Shapiro v. King, 12102.

Citation125 F.2d 890
Decision Date25 February 1942
Docket NumberNo. 12102.,12102.
PartiesSHAPIRO v. KING, Warden.
CourtUnited States Courts of Appeals. United States Court of Appeals (8th Circuit)

Ralph R. Quillian, of Atlanta, Ga. (Frank Brockus, of Kansas City, Mo., on the brief), for appellant.

Thomas A. Costolow, Asst. U. S. Atty., of Kansas City, Mo. (Maurice M. Milligan, U. S. Atty., of Kansas City, Mo., and William W. Barron, of Washington, D. C., Atty., Department of Justice, on the brief), for appellee.

Before STONE, THOMAS, and JOHNSEN, Circuit Judges.

STONE, Circuit Judge.

This is an appeal in a habeas corpus proceeding by appellant against the warden of the Medical Center at Springfield, Missouri, where appellant is confined.

The only basis presented here for reversal is that an unlawful sentence has extended the imprisonment beyond a lawful term.

Appellant was convicted in the Southern District of New York on all four counts in each of two indictments (identified as C95-924 and C95-926) both of which charged violations of Sections 1 and 2 of the Sherman Anti-Trust Act, 15 U.S.C.A., §§ 1 and 2. Each indictment contained four counts which were similar in allegation: the first count was for conspiring to restrain interstate commerce; the second was for conspiring to monopolize interstate commerce; the third for attempting to monopolize such commerce; and the fourth with monopolizing such commerce.

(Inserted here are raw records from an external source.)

//! Grid sampling of a height field over a rectangular lattice.

use hfs_core::error::{HfsError, Result};
use hfs_core::traits::Validate;
use hfs_math::{Aabb3, DVec3, Point3};
use log::debug;
use serde::{Deserialize, Serialize};

use crate::height::HeightField;

/// Minimum lattice size per direction for cubic spline work (`degree + 1`).
pub const MIN_SURFACE_POINTS: usize = 4;

/// Minimum lattice size per direction for meshing (a single cell).
pub const MIN_MESH_POINTS: usize = 2;

/// Lattice resolution and domain extents for one sampling request.
///
/// Fields are private: a `SamplingSpec` only exists in validated form.
#[derive(Debug, Clone, Copy)]
pub struct SamplingSpec {
    nu: usize,
    nv: usize,
    lx: f64,
    ly: f64,
    min_points: usize,
}

impl SamplingSpec {
    /// Spec for spline surfaces: `nu, nv >= 4`, positive finite extents.
    pub fn new(nu: usize, nv: usize, lx: f64, ly: f64) -> Result<Self> {
        Self::with_min_points(nu, nv, lx, ly, MIN_SURFACE_POINTS)
    }

    /// Spec for display meshes, which only need one cell: `nu, nv >= 2`.
    pub fn for_mesh(nu: usize, nv: usize, lx: f64, ly: f64) -> Result<Self> {
        Self::with_min_points(nu, nv, lx, ly, MIN_MESH_POINTS)
    }

    /// Square `n x n` lattice over a square domain of side `extent`.
    pub fn square(n: usize, extent: f64) -> Result<Self> {
        Self::new(n, n, extent, extent)
    }

    fn with_min_points(nu: usize, nv: usize, lx: f64, ly: f64, min_points: usize) -> Result<Self> {
        let spec = Self {
            nu,
            nv,
            lx,
            ly,
            min_points,
        };
        spec.validate()?;
        Ok(spec)
    }

    pub fn nu(&self) -> usize {
        self.nu
    }

    pub fn nv(&self) -> usize {
        self.nv
    }

    pub fn lx(&self) -> f64 {
        self.lx
    }

    pub fn ly(&self) -> f64 {
        self.ly
    }

    /// Whether this spec is large enough for cubic spline work.
    pub fn supports_surface(&self) -> bool {
        self.nu >= MIN_SURFACE_POINTS && self.nv >= MIN_SURFACE_POINTS
    }

    /// Total number of lattice points.
    pub fn point_count(&self) -> usize {
        self.nu * self.nv
    }

    /// x coordinate of lattice column `u`.
    pub fn x_at(&self, u: usize) -> f64 {
        u as f64 * self.lx / (self.nu - 1) as f64
    }

    /// y coordinate of lattice row `v`.
    pub fn y_at(&self, v: usize) -> f64 {
        v as f64 * self.ly / (self.nv - 1) as f64
    }
}

/// Two specs are equal when they describe the same lattice, whichever
/// minimum they were validated against.
impl PartialEq for SamplingSpec {
    fn eq(&self, other: &Self) -> bool {
        self.nu == other.nu && self.nv == other.nv && self.lx == other.lx && self.ly == other.ly
    }
}

impl Validate for SamplingSpec {
    fn validate(&self) -> Result<()> {
        if self.nu < self.min_points || self.nv < self.min_points {
            return Err(HfsError::Validation(format!(
                "lattice {}x{} is too small: need at least {} points per direction",
                self.nu, self.nv, self.min_points
            )));
        }
        for (name, extent) in [("lx", self.lx), ("ly", self.ly)] {
            if !extent.is_finite() || extent <= 0.0 {
                return Err(HfsError::Validation(format!(
                    "extent {} must be positive and finite, got {}",
                    name, extent
                )));
            }
        }
        Ok(())
    }
}

/// Sampled control points, stored flat as `[x, y, z]` triples.
///
/// Point `(u, v)` starts at offset `3 * (v * nu + u)`, so `u` varies fastest.
#[derive(Debug, Clone, PartialEq, Serialize, Deserialize)]
#[serde(try_from = "RawControlGrid")]
pub struct ControlGrid {
    pub(crate) nu: usize,
    pub(crate) nv: usize,
    pub(crate) coords: Vec<f64>,
}

/// Unchecked wire form of [`ControlGrid`].
#[derive(Deserialize)]
struct RawControlGrid {
    nu: usize,
    nv: usize,
    coords: Vec<f64>,
}

impl TryFrom<RawControlGrid> for ControlGrid {
    type Error = HfsError;

    fn try_from(raw: RawControlGrid) -> Result<Self> {
        Self::from_coords(raw.nu, raw.nv, raw.coords)
    }
}

impl ControlGrid {
    /// Wrap an existing flat coordinate buffer.
    pub fn from_coords(nu: usize, nv: usize, coords: Vec<f64>) -> Result<Self> {
        if coords.len() != 3 * nu * nv {
            return Err(HfsError::Validation(format!(
                "control grid {}x{} needs {} coordinates, got {}",
                nu,
                nv,
                3 * nu * nv,
                coords.len()
            )));
        }
        Ok(Self { nu, nv, coords })
    }

    pub fn nu(&self) -> usize {
        self.nu
    }

    pub fn nv(&self) -> usize {
        self.nv
    }

    /// Number of control points.
    pub fn len(&self) -> usize {
        self.nu * self.nv
    }

    pub fn is_empty(&self) -> bool {
        self.coords.is_empty()
    }

    /// The flat coordinate buffer of length `3 * nu * nv`.
    pub fn coords(&self) -> &[f64] {
        &self.coords
    }

    pub fn into_coords(self) -> Vec<f64> {
        self.coords
    }

    /// Offset of point `(u, v)` in the flat buffer.
    pub fn offset(&self, u: usize, v: usize) -> usize {
        3 * (v * self.nu + u)
    }

    /// Point at lattice position `(u, v)`.
    ///
    /// # Panics
    /// Panics if `(u, v)` lies outside the lattice.
    pub fn point(&self, u: usize, v: usize) -> Point3 {
        assert!(
            u < self.nu && v < self.nv,
            "lattice index ({}, {}) out of range for {}x{}",
            u,
            v,
            self.nu,
            self.nv
        );
        let i = self.offset(u, v);
        DVec3::new(self.coords[i], self.coords[i + 1], self.coords[i + 2])
    }

    pub fn get(&self, u: usize, v: usize) -> Option<Point3> {
        (u < self.nu && v < self.nv).then(|| self.point(u, v))
    }

    /// All points in storage order (`u` fastest).
    pub fn points(&self) -> impl Iterator<Item = Point3> + '_ {
        self.coords
            .chunks_exact(3)
            .map(|c| DVec3::new(c[0], c[1], c[2]))
    }

    /// Corner points in boundary-loop order: `(0,0)`, `(nu-1,0)`, `(nu-1,nv-1)`, `(0,nv-1)`.
    pub fn corners(&self) -> [Point3; 4] {
        let (u_last, v_last) = (self.nu - 1, self.nv - 1);
        [
            self.point(0, 0),
            self.point(u_last, 0),
            self.point(u_last, v_last),
            self.point(0, v_last),
        ]
    }

    pub fn bounding_box(&self) -> Aabb3 {
        Aabb3::from_points(self.points()).unwrap_or(Aabb3::new(Point3::ZERO, Point3::ZERO))
    }
}

/// Evaluate `field` over the lattice described by `spec`.
///
/// Fails with [`HfsError::Computation`] on the first non-finite height.
pub fn sample_grid(spec: &SamplingSpec, field: &impl HeightField) -> Result<ControlGrid> {
    let (nu, nv) = (spec.nu(), spec.nv());
    let mut coords = vec![0.0; 3 * nu * nv];

    for u in 0..nu {
        let x = spec.x_at(u);
        for v in 0..nv {
            let y = spec.y_at(v);
            let z = field.height(x, y);
            if !z.is_finite() {
                return Err(HfsError::Computation(format!(
                    "height field returned {} at lattice ({}, {}), x={}, y={}",
                    z, u, v, x, y
                )));
            }
            let idx = 3 * (v * nu + u);
            coords[idx] = x;
            coords[idx + 1] = y;
            coords[idx + 2] = z;
        }
    }

    debug!("sampled {}x{} control grid over {}x{}", nu, nv, spec.lx(), spec.ly());
    Ok(ControlGrid { nu, nv, coords })
}

#[cfg(test)]
mod tests {
    use super::*;
    use crate::height::HeightFunction;

    #[test]
    fn test_spec_rejects_small_lattice() {
        assert!(matches!(
            SamplingSpec::new(3, 10, 1.0, 1.0),
            Err(HfsError::Validation(_))
        ));
        assert!(matches!(
            SamplingSpec::new(1, 1, 1.0, 1.0),
            Err(HfsError::Validation(_))
        ));
        assert!(SamplingSpec::new(4, 4, 1.0, 1.0).is_ok());
    }

    #[test]
    fn test_spec_rejects_bad_extents() {
        assert!(SamplingSpec::new(4, 4, 0.0, 1.0).is_err());
        assert!(SamplingSpec::new(4, 4, 1.0, -2.0).is_err());
        assert!(SamplingSpec::new(4, 4, f64::NAN, 1.0).is_err());
        assert!(SamplingSpec::new(4, 4, 1.0, f64::INFINITY).is_err());
    }

    #[test]
    fn test_mesh_spec_allows_single_cell() {
        let spec = SamplingSpec::for_mesh(2, 3, 1.0, 1.0).unwrap();
        assert!(!spec.supports_surface());
        assert!(SamplingSpec::for_mesh(1, 3, 1.0, 1.0).is_err());
    }

    #[test]
    fn test_flat_4x4_grid() {
        let spec = SamplingSpec::square(4, 10.0).unwrap();
        let grid = sample_grid(&spec, &HeightFunction::Flat).unwrap();
        assert_eq!(grid.coords().len(), 3 * 16);
        assert_eq!(grid.len(), 16);
        assert!(grid.points().all(|p| p.z == 0.0));
        assert_eq!(grid.point(3, 3), DVec3::new(10.0, 10.0, 0.0));
    }

    #[test]
    fn test_index_formula_round_trip() {
        let spec = SamplingSpec::new(6, 5, 10.0, 4.0).unwrap();
        let f = |x: f64, y: f64| x * x - 3.0 * y;
        let grid = sample_grid(&spec, &f).unwrap();

        for v in 0..5 {
            for u in 0..6 {
                let x = u as f64 * 10.0 / 5.0;
                let y = v as f64 * 4.0 / 4.0;
                let idx = 3 * (v * 6 + u);
                assert_eq!(grid.coords()[idx], x);
                assert_eq!(grid.coords()[idx + 1], y);
                assert_eq!(grid.coords()[idx + 2], f(x, y));
                assert_eq!(grid.point(u, v), DVec3::new(x, y, f(x, y)));
            }
        }
    }

    #[test]
    fn test_non_finite_height_is_computation_error() {
        let spec = SamplingSpec::square(4, 1.0).unwrap();
        let f = |x: f64, _y: f64| if x > 0.5 { f64::NAN } else { 0.0 };
        let err = sample_grid(&spec, &f).unwrap_err();
        assert!(matches!(err, HfsError::Computation(_)), "got {:?}", err);
    }

    #[test]
    fn test_corners_in_loop_order() {
        let spec = SamplingSpec::new(4, 5, 3.0, 8.0).unwrap();
        let grid = sample_grid(&spec, &HeightFunction::Flat).unwrap();
        let [c0, c1, c2, c3] = grid.corners();
        assert_eq!(c0, DVec3::new(0.0, 0.0, 0.0));
        assert_eq!(c1, DVec3::new(3.0, 0.0, 0.0));
        assert_eq!(c2, DVec3::new(3.0, 8.0, 0.0));
        assert_eq!(c3, DVec3::new(0.0, 8.0, 0.0));
    }

    #[test]
    fn test_from_coords_length_check() {
        assert!(ControlGrid::from_coords(4, 4, vec![0.0; 48]).is_ok());
        assert!(matches!(
            ControlGrid::from_coords(4, 4, vec![0.0; 47]),
            Err(HfsError::Validation(_))
        ));
    }

    #[test]
    fn test_get_out_of_range() {
        let spec = SamplingSpec::square(4, 1.0).unwrap();
        let grid = sample_grid(&spec, &HeightFunction::Flat).unwrap();
        assert!(grid.get(4, 0).is_none());
        assert!(grid.get(3, 3).is_some());
    }

    #[test]
    fn test_bounding_box_relief() {
        let spec = SamplingSpec::square(8, 10.0).unwrap();
        let grid = sample_grid(&spec, &HeightFunction::surface_default()).unwrap();
        let bb = grid.bounding_box();
        assert_eq!(bb.min.x, 0.0);
        assert_eq!(bb.max.y, 10.0);
        assert!(bb.relief() <= 0.6 + 1e-12);
    }

    #[test]
    fn test_same_lattice_specs_are_equal() {
        let surface = SamplingSpec::new(4, 4, 2.0, 3.0).unwrap();
        let mesh = SamplingSpec::for_mesh(4, 4, 2.0, 3.0).unwrap();
        assert_eq!(surface, mesh);
        assert_ne!(surface, SamplingSpec::new(4, 5, 2.0, 3.0).unwrap());
    }

    #[test]
    fn test_deserialize_checks_length() {
        let err = serde_json::from_str::<ControlGrid>(r#"{"nu":4,"nv":4,"coords":[]}"#);
        assert!(err.is_err());

        let grid = sample_grid(&SamplingSpec::square(4, 1.0).unwrap(), &HeightFunction::Flat).unwrap();
        let json = serde_json::to_string(&grid).unwrap();
        let back: ControlGrid = serde_json::from_str(&json).unwrap();
        assert_eq!(back, grid);
    }
}
/// Comparison tolerances for sampled geometry and knot parameters.
#[derive(Debug, Clone, Copy, serde::Serialize, serde::Deserialize)]
pub struct Tolerance {
    /// Distance tolerance for point comparisons (in model units)
    pub linear: f64,
    /// Tolerance for knot values in the normalized `[0, 1]` parameter range
    pub parametric: f64,
}

impl Tolerance {
    pub const DEFAULT_LINEAR: f64 = 1e-9;
    pub const DEFAULT_PARAMETRIC: f64 = 1e-12;

    pub fn new(linear: f64, parametric: f64) -> Self {
        Self { linear, parametric }
    }

    pub fn default_precision() -> Self {
        Self {
            linear: Self::DEFAULT_LINEAR,
            parametric: Self::DEFAULT_PARAMETRIC,
        }
    }

    /// Looser tolerances for knots that went through `f32` at some point.
    pub fn single_precision() -> Self {
        Self {
            linear: 1e-5,
            parametric: 1e-6,
        }
    }

    /// Check if two coordinates are equal within linear tolerance
    pub fn linear_eq(self, a: f64, b: f64) -> bool {
        (a - b).abs() <= self.linear
    }

    /// Check if two 3-D points given as `[x, y, z]` coincide within linear tolerance
    pub fn points_eq(self, a: [f64; 3], b: [f64; 3]) -> bool {
        a.iter().zip(b.iter()).all(|(&p, &q)| self.linear_eq(p, q))
    }

    /// Check if two knot values are equal within parametric tolerance
    pub fn knot_eq(self, a: f64, b: f64) -> bool {
        (a - b).abs() <= self.parametric
    }
}

impl Default for Tolerance {
    fn default() -> Self {
        Self::default_precision()
    }
}
//! Display capability provided by the host.

use std::fmt::Debug;

use hfs_core::error::Result;
use hfs_mesh::MeshBuffers;

/// Host capability that turns mesh buffers into on-screen resources.
///
/// Every successful `materialize` is paired with exactly one `release` of the
/// returned handle; a released handle is never used again.
pub trait DisplayBackend {
    type Handle: Copy + Debug + PartialEq;

    /// Create display resources for `mesh` under `name`.
    fn materialize(&mut self, name: &str, mesh: &MeshBuffers) -> Result<Self::Handle>;

    /// Free the resources behind `handle`.
    fn release(&mut self, handle: Self::Handle) -> Result<()>;

    /// Redraw after resources changed.
    fn refresh(&mut self) {}
}
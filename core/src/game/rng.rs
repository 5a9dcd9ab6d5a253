//! The two-byte pseudo-random generator.

use crate::alu;
use crate::mem::field;

use super::Gopher;

impl Gopher {
    /// Advance the RNG pair once. Runs every frame with the previous
    /// frame's terminal carry, and once more mid-frame (carry forced to 1)
    /// when the gopher rolls new targets.
    pub(crate) fn next_random(&mut self, carry: u8) {
        let start_r0 = self.mem[field::RANDOM];
        let start_r1 = self.mem[field::RANDOM + 1];

        let (r0, carry) = alu::rotate_left_with_carry(start_r0, carry);
        self.mem[field::RANDOM] = r0;
        let (r1, carry) = alu::rotate_left_with_carry(start_r1, carry);
        self.mem[field::RANDOM + 1] = r1;

        // Plain binary add; the carry out is discarded.
        let (r0, _) = alu::add_with_carry(self.mem[field::RANDOM], 195, carry);
        self.mem[field::RANDOM] = r0;

        self.mem[field::RANDOM] = start_r0 ^ self.mem[field::RANDOM];
        self.mem[field::RANDOM + 1] = start_r1 ^ self.mem[field::RANDOM + 1];
    }
}
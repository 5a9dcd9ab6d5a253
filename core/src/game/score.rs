//! BCD scoring.
//!
//! Three packed-BCD bytes, most significant first, displayed with a fixed
//! trailing zero: the stored value is the score divided by 10. Point
//! constants are one less than the awarded value because the add runs
//! with the carry pre-set.

use crate::alu;
use crate::mem::field;

use super::Gopher;

impl Gopher {
    /// Add `amount` (pre-biased BCD) to the score, propagating the decimal
    /// carry toward the most significant byte. A carry out of the low byte
    /// triggers the difficulty ramp and the duck spawn check.
    pub(crate) fn increment_score(&mut self, amount: u8) {
        let mut amount = amount;

        for score_byte_offset in (0..3).rev() {
            let (new_byte_value, carry) = alu::bcd_add_with_carry(
                amount,
                self.mem[field::CURRENT_PLAYER_SCORE + score_byte_offset],
                1,
            );
            self.mem[field::CURRENT_PLAYER_SCORE + score_byte_offset] = new_byte_value;

            if carry == 0 {
                return;
            }

            if score_byte_offset == 2 {
                self.check_to_decrement_gopher_direction_timer();
                self.check_to_spawn_duck();
            }

            amount = 0;
        }
    }

    /// Every even hundreds digit shortens the direction-timer seed, down
    /// to a floor of 1, which makes the gopher change course more often.
    fn check_to_decrement_gopher_direction_timer(&mut self) {
        if self.mem[field::CURRENT_PLAYER_SCORE + 1] & 1 != 0 {
            return;
        }

        if self.mem[field::INIT_GOPHER_CHANGE_DIRECTION_TIMER] > 1 {
            self.mem[field::INIT_GOPHER_CHANGE_DIRECTION_TIMER] -= 1;
        }
    }
}
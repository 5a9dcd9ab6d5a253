//! Game state dispatch and the non-entity state handlers.
//!
//! Every handler terminates the frame by returning the carry the
//! cartridge's display kernel would inherit, so the dispatch result is the
//! machine's next inter-frame carry.

use crate::alu;
use crate::mem::field;

use super::audio;
use super::input::ACTION_MASK;
use super::render::{DigitGraphic, DuckFace, DuckWing, FarmerSprite};
use super::render::{GopherZone00, GopherZone01, GopherZone02};
use super::{
    ACTIVE_PLAYER_MASK, DISABLE_SEED, GAME_SELECTION_MASK, GameState, Gopher,
    INIT_FARMER_HORIZ_POS, INIT_GOPHER_HORIZ_POS, MAX_GAME_SELECTION, WAIT_TIME_CARROT_STOLEN,
    WAIT_TIME_DISPLAY_COPYRIGHT, WAIT_TIME_GAME_START,
};

impl Gopher {
    /// Dispatch on the `gameState` byte. The left shift exists only to
    /// produce the carry some handlers take; the state never exceeds 15,
    /// so that carry is always 0.
    pub(crate) fn update_game_state(&mut self) -> u8 {
        let gs = self.mem[field::GAME_STATE];
        let (_, carry) = alu::shift_left_with_carry(gs);
        debug_assert_eq!(carry, 0);

        match GameState::from_byte(gs) {
            GameState::DisplayCopyright => self.display_copyright_information(),
            GameState::DisplayCopyrightWait
            | GameState::DisplayCompanyWait
            | GameState::PauseGameState => self.advance_game_state_after_frame_count_expire(),
            GameState::DisplayCompany => self.display_company_information(),
            GameState::ResetPlayerVariables => self.reset_player_variables(carry),
            GameState::DisplayGameSelection => self.display_game_selection(),
            GameState::MainGameLoop => self.update_main_game_loop(),
            GameState::GopherStoleCarrot => self.carrot_stolen_by_gopher(),
            GameState::DuckWait => self.wait_for_duck_to_advance_game_state(),
            GameState::InitGameForAlternatePlayer | GameState::InitGameForGameOver => {
                self.init_game_round_data(carry)
            }
            GameState::AlternatePlayers => self.check_to_alternate_players(),
            GameState::DisplayPlayerNumber => self.display_player_number_information(),
            GameState::PauseForActionButton => self.wait_for_action_button_to_start_round(),
            GameState::WaitForNewGame => self.wait_to_start_new_game(),
        }
    }

    pub(crate) fn advance_current_game_state(&mut self, carry: u8) -> u8 {
        self.mem[field::GAME_STATE] = self.mem[field::GAME_STATE].wrapping_add(1);
        carry
    }

    fn advance_game_state_after_frame_count_expire(&mut self) -> u8 {
        if self.mem[field::FRAME_COUNT] != 255 {
            return 0;
        }
        self.advance_current_game_state(1)
    }

    fn display_copyright_information(&mut self) -> u8 {
        self.render.digit_graphic = DigitGraphic::Copyright;
        self.mem[field::FRAME_COUNT] = WAIT_TIME_DISPLAY_COPYRIGHT;
        self.reset_player_variables(1)
    }

    fn display_company_information(&mut self) -> u8 {
        self.render.digit_graphic = DigitGraphic::Company;
        self.reset_player_variables(1)
    }

    fn reset_player_variables(&mut self, carry: u8) -> u8 {
        self.mem
            .clear_run(field::PLAYER_INFORMATION_VALUES, field::PLAYER_INFORMATION_SIZE);

        self.mem[field::CARROT_PATTERN] = 7;
        self.mem[field::RESERVED_CARROT_PATTERN] = 7;
        self.mem[field::INIT_GOPHER_CHANGE_DIRECTION_TIMER] = 15;
        self.mem[field::RESERVED_GOPHER_CHANGE_DIRECTION_TIMER] = 15;

        self.init_game_round_data(carry)
    }

    pub(crate) fn init_game_round_data(&mut self, carry: u8) -> u8 {
        self.render.duck_wings = DuckWing::Disabled;
        self.render.duck_face = DuckFace::Disabled;
        self.mem[field::FALLING_SEED_VERT_POS] = DISABLE_SEED;
        self.render.farmer = FarmerSprite::Sprite00;
        self.render.gopher_00 = GopherZone00::NullRunning;
        self.render.gopher_01 = GopherZone01::NullSprite;
        self.render.gopher_02 = GopherZone02::Running00;

        self.mem[field::FARMER_HORIZ_POS] = INIT_FARMER_HORIZ_POS;
        self.mem[field::GOPHER_HORIZ_POS] = INIT_GOPHER_HORIZ_POS;
        self.mem[field::DUCK_HORIZ_POS] = INIT_GOPHER_HORIZ_POS;
        self.mem[field::GOPHER_CHANGE_DIRECTION_TIMER] =
            self.mem[field::INIT_GOPHER_CHANGE_DIRECTION_TIMER];
        self.mem[field::GOPHER_VERT_POS] = 0;
        self.mem[field::GOPHER_REFLECT_STATE] = 0;
        self.mem[field::HELD_SEED_DECAYING_TIMER] = 0;
        self.mem[field::DUCK_ANIMATION_TIMER] = 0;

        self.init_garden_dirt_values(carry)
    }

    fn display_game_selection(&mut self) -> u8 {
        self.render.digit_graphic = DigitGraphic::GameSelection;

        if self.input.swchb & super::input::SELECT_MASK != 0 {
            return self.select_button_not_pressed();
        }

        if self.mem[field::SELECT_DEBOUNCE] != 0 {
            // Select still held from the previous frame.
            return 0;
        }

        let carry = (self.mem[field::GAME_SELECTION] == MAX_GAME_SELECTION) as u8;
        self.mem[field::GAME_SELECTION] =
            self.mem[field::GAME_SELECTION].wrapping_add(1) % (MAX_GAME_SELECTION + 1);
        self.mem[field::SELECT_DEBOUNCE] = 0xFF;

        carry
    }

    fn select_button_not_pressed(&mut self) -> u8 {
        self.mem[field::SELECT_DEBOUNCE] = 0;

        if alu::is_negative(self.input.intpt4) {
            // Fire not pressed, keep showing the selection.
            return 0;
        }

        self.set_game_audio_values(audio::STARTING_THEME_00);
        self.set_game_audio_values(audio::STARTING_THEME_01);

        self.mem[field::FRAME_COUNT] = WAIT_TIME_GAME_START;

        self.advance_current_game_state(0)
    }

    fn display_player_number_information(&mut self) -> u8 {
        if self.is_single_player_game() {
            return self.advance_current_game_state(0);
        }

        self.render.digit_graphic = DigitGraphic::PlayerNumber;
        self.advance_current_game_state(self.is_second_player_active() as u8)
    }

    fn update_main_game_loop(&mut self) -> u8 {
        self.update_farmer_movement();

        match self.update_gopher_movement() {
            // A stolen carrot already advanced the state and ended the
            // frame; bonking is never checked on that path.
            Some(carry) => carry,
            None => {
                self.check_for_farmer_bonking_gopher();
                self.update_gopher_taunt_logic();
                self.update_gopher_animation()
            }
        }
    }

    pub(crate) fn carrot_stolen_by_gopher(&mut self) -> u8 {
        self.render.gopher_00 = GopherZone00::NullSprite;
        self.render.gopher_01 = GopherZone01::NullSprite;
        self.render.gopher_02 = GopherZone02::NullSprite;

        self.mem[field::FRAME_COUNT] = WAIT_TIME_CARROT_STOLEN;
        self.set_game_audio_values(audio::STOLEN_CARROT);
        self.advance_current_game_state(0)
    }

    fn wait_for_duck_to_advance_game_state(&mut self) -> u8 {
        if self.mem[field::DUCK_ANIMATION_TIMER] != 0 {
            return 0;
        }
        self.advance_game_state_after_frame_count_expire()
    }

    fn wait_for_action_button_to_start_round(&mut self) -> u8 {
        if self.mem[field::CARROT_PATTERN] == 0 {
            // No carrots left for this player.
            return self.advance_current_game_state(0);
        }

        let action_button = if self.is_second_player_active() {
            self.input.intpt5
        } else {
            self.input.intpt4
        } & ACTION_MASK;
        if action_button == 0 {
            self.mem[field::GAME_STATE] = GameState::MainGameLoop as u8;
        }

        0
    }

    fn wait_to_start_new_game(&mut self) -> u8 {
        // The cartridge indexes the tune table with the RAM address of the
        // audio index, not the byte stored there. That entry is never 0,
        // so this branch is taken every frame; kept as observed.
        if audio::AUDIO_VALUES[field::AUDIO_INDEX_VALUES] != 0
            || self.input.intpt4 & ACTION_MASK != 0
        {
            return self.decrement_current_game_state();
        }

        self.init_player_information_values()
    }

    fn init_player_information_values(&mut self) -> u8 {
        self.mem
            .clear_run(field::PLAYER_INFORMATION_VALUES, field::PLAYER_INFORMATION_SIZE);

        self.mem[field::CARROT_PATTERN] = 7;
        self.mem[field::RESERVED_CARROT_PATTERN] = 7;
        self.mem[field::INIT_GOPHER_CHANGE_DIRECTION_TIMER] = 15;
        self.mem[field::RESERVED_GOPHER_CHANGE_DIRECTION_TIMER] = 15;
        self.mem[field::GAME_SELECTION] &= GAME_SELECTION_MASK;
        self.mem[field::FRAME_COUNT] = WAIT_TIME_GAME_START;
        self.mem[field::GAME_STATE] = GameState::DisplayGameSelection as u8;

        self.set_game_audio_values(audio::STARTING_THEME_00);
        self.set_game_audio_values(audio::STARTING_THEME_01);

        self.init_game_round_data(0)
    }

    /// Walks the game-over screen back to the player-number display every
    /// 256 frames so a two-player game alternates the shown score.
    fn decrement_current_game_state(&mut self) -> u8 {
        let carry = (self.mem[field::FRAME_COUNT] >= 128) as u8;
        if self.mem[field::FRAME_COUNT] != 128 {
            return carry;
        }

        if self.is_single_player_game() {
            return carry;
        }

        self.mem[field::GAME_STATE] = self.mem[field::GAME_STATE].wrapping_sub(1);
        self.alternate_player_information(carry)
    }

    fn check_to_alternate_players(&mut self) -> u8 {
        if self.is_single_player_game() {
            return self.check_for_game_over_state();
        }

        if self.mem[field::RESERVED_CARROT_PATTERN] != 0 {
            // The other player still has carrots.
            return self.alternate_player_information(0);
        }

        self.check_for_game_over_state()
    }

    fn check_for_game_over_state(&mut self) -> u8 {
        if self.mem[field::CARROT_PATTERN] != 0 {
            return self.advance_current_game_state(0);
        }

        self.set_game_audio_values(audio::GAME_OVER_THEME_00);
        self.set_game_audio_values(audio::GAME_OVER_THEME_01);

        self.mem[field::GAME_STATE] = GameState::WaitForNewGame as u8;
        0
    }

    /// Swap the score and timer-seed bytes of the two player blocks; the
    /// carrot patterns stay in place, matching the original swap loop.
    fn alternate_player_information(&mut self, carry: u8) -> u8 {
        if !self.is_single_player_game() {
            self.mem[field::GAME_SELECTION] ^= ACTIVE_PLAYER_MASK;

            for offset in 0..4 {
                self.mem.swap(
                    field::PLAYER_INFORMATION_VALUES + offset,
                    field::RESERVED_PLAYER_INFORMATION + offset,
                );
            }
        }

        self.advance_current_game_state(carry)
    }
}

One difference between the indictments was that the first had to do with commerce in "raw, dressed and dyed rabbit skins", while the second had to do with "raw, dressed and dyed fur skins, such as fox, raccoon, beaver, leopard, badger, seal, ermine, martin, lynx, wolf, weasel, sable, fitch, skunk, kolinsky, opossum, otter, guanaquito, ocelot, mole, muskrat, squirrel and mink."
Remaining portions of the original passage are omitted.